HumAngle documented some of these incidents, particularly ISWAP raids targeting Kautikari town, an Army Institute in Buratai town, and the PMF training facility in Limankara in the southern axis of Borno.
The group additionally claimed attacks in other locations such as the Bama area, Pemi and Komdi in the south, as well as the Garkida area of northern Adamawa and Muktum in eastern Yobe.
There was also a multipronged attack, involving the use of a car bomb and armed assault, targeting a military unit in the northern town of Marte and an IED attack along the route connecting Marte with the garrison town of Dikwa in the central part of the state.
Other attacks included an IED incident in Mallam Fatori close to the shores of Lake Chad where the state government is constructing shelter and trench to support efforts to return and resettle displaced persons. The insurgents also attacked Ajiri in central Borno, breaching the trench around the town where the state has resettled displaced persons.

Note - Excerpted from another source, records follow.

//! Error handling for vigil-store
//!
//! Wraps vigil-core VgError with store-specific helpers

use std::path::Path;

use vigil_core::errors::{VgError, VgErrorKind};

/// Result type alias using VgError
pub type Result<T> = std::result::Result<T, VgError>;

/// Create a configuration error
pub fn config_error(path: &Path, reason: impl Into<String>) -> VgError {
    VgError::new(VgErrorKind::Config)
        .with_op("load_config")
        .with_path(path.display().to_string())
        .with_message(reason)
}

/// Create a snapshot read error
pub fn snapshot_read_error(path: &Path, err: std::io::Error) -> VgError {
    VgError::new(VgErrorKind::SnapshotLoad)
        .with_op("load_snapshot")
        .with_path(path.display().to_string())
        .with_message(format!("Failed to read snapshot: {}", err))
}

/// Create a watcher setup error
pub fn watch_error(path: &Path, reason: impl std::fmt::Display) -> VgError {
    VgError::new(VgErrorKind::Io)
        .with_op("watch_snapshot")
        .with_path(path.display().to_string())
        .with_message(format!("Failed to watch snapshot: {}", reason))
}
//! Change sources feeding the orchestrator loop

use std::time::Duration;

use async_trait::async_trait;
use tokio::sync::mpsc;
use vigil_store::watcher::WatchStream;
use vigil_store::{SnapshotWatcher, WatchEvent};

const DEFAULT_RESTART_DELAY: Duration = Duration::from_secs(1);

/// Stream of "the snapshot may have changed" signals
#[async_trait]
pub trait ChangeSource: Send {
    /// Wait for the next change. `None` means the source is gone for good.
    async fn next_change(&mut self) -> Option<WatchEvent>;
}

#[async_trait]
impl ChangeSource for mpsc::Receiver<WatchEvent> {
    async fn next_change(&mut self) -> Option<WatchEvent> {
        self.recv().await
    }
}

/// [`SnapshotWatcher`] that restarts its stream whenever the stream dies
pub struct WatchSource {
    watcher: SnapshotWatcher,
    stream: Option<WatchStream>,
    restart_delay: Duration,
}

impl WatchSource {
    pub fn new(watcher: SnapshotWatcher) -> Self {
        Self {
            watcher,
            stream: None,
            restart_delay: DEFAULT_RESTART_DELAY,
        }
    }

    pub fn with_restart_delay(mut self, delay: Duration) -> Self {
        self.restart_delay = delay;
        self
    }
}

#[async_trait]
impl ChangeSource for WatchSource {
    async fn next_change(&mut self) -> Option<WatchEvent> {
        loop {
            if self.stream.is_none() {
                match self.watcher.start() {
                    Ok(stream) => self.stream = Some(stream),
                    Err(err) => {
                        tracing::error!(
                            error = %err,
                            err.code = err.code(),
                            path = %self.watcher.path().display(),
                            "Failed to start snapshot watch, retrying"
                        );
                        tokio::time::sleep(self.restart_delay).await;
                        continue;
                    }
                }
            }
            let Some(stream) = self.stream.as_mut() else {
                continue;
            };

            match stream.next().await {
                Some(event) => return Some(event),
                None => {
                    tracing::warn!(
                        path = %self.watcher.path().display(),
                        "Snapshot watch stopped, restarting"
                    );
                    self.stream = None;
                    tokio::time::sleep(self.restart_delay).await;
                }
            }
        }
    }
}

The insurgents took possession of three motorcycles and two HMGs, NSV, and DShK variants in the Buratai attack. A Turkish armoured tactical vehicle known as Otokar Cobra appeared in the photosets from the attacks but its fate is unknown. The vehicle could be used directly or ‘armour-stripped’. In an attack near the Banki area, the insurgents captured a gun truck and type 85 HMG, AKM pattern rifle, and mine detector.
The incidents in Borno were the highest in the conflict-ravaged region and cut across areas near the shores of Lake Chad and adjacent to the Mandara mountain range. The deterioration of security in Southern Borno is linked to favourable environmental conditions and ISWAP activities after the dislodgement of the Boko Haram faction, JAS, from its Sambisa stronghold.
The State Governor, Babagana Zulum, recently lamented the threat from and growth of ISWAP, pointing out the need for the Army to re-strategise.
According to the World Food Programme (WFP), the conflict has so far displaced more than two million people. It has also made 8.7 million people food insecure, 4.4 million out of whom are facing acute hunger.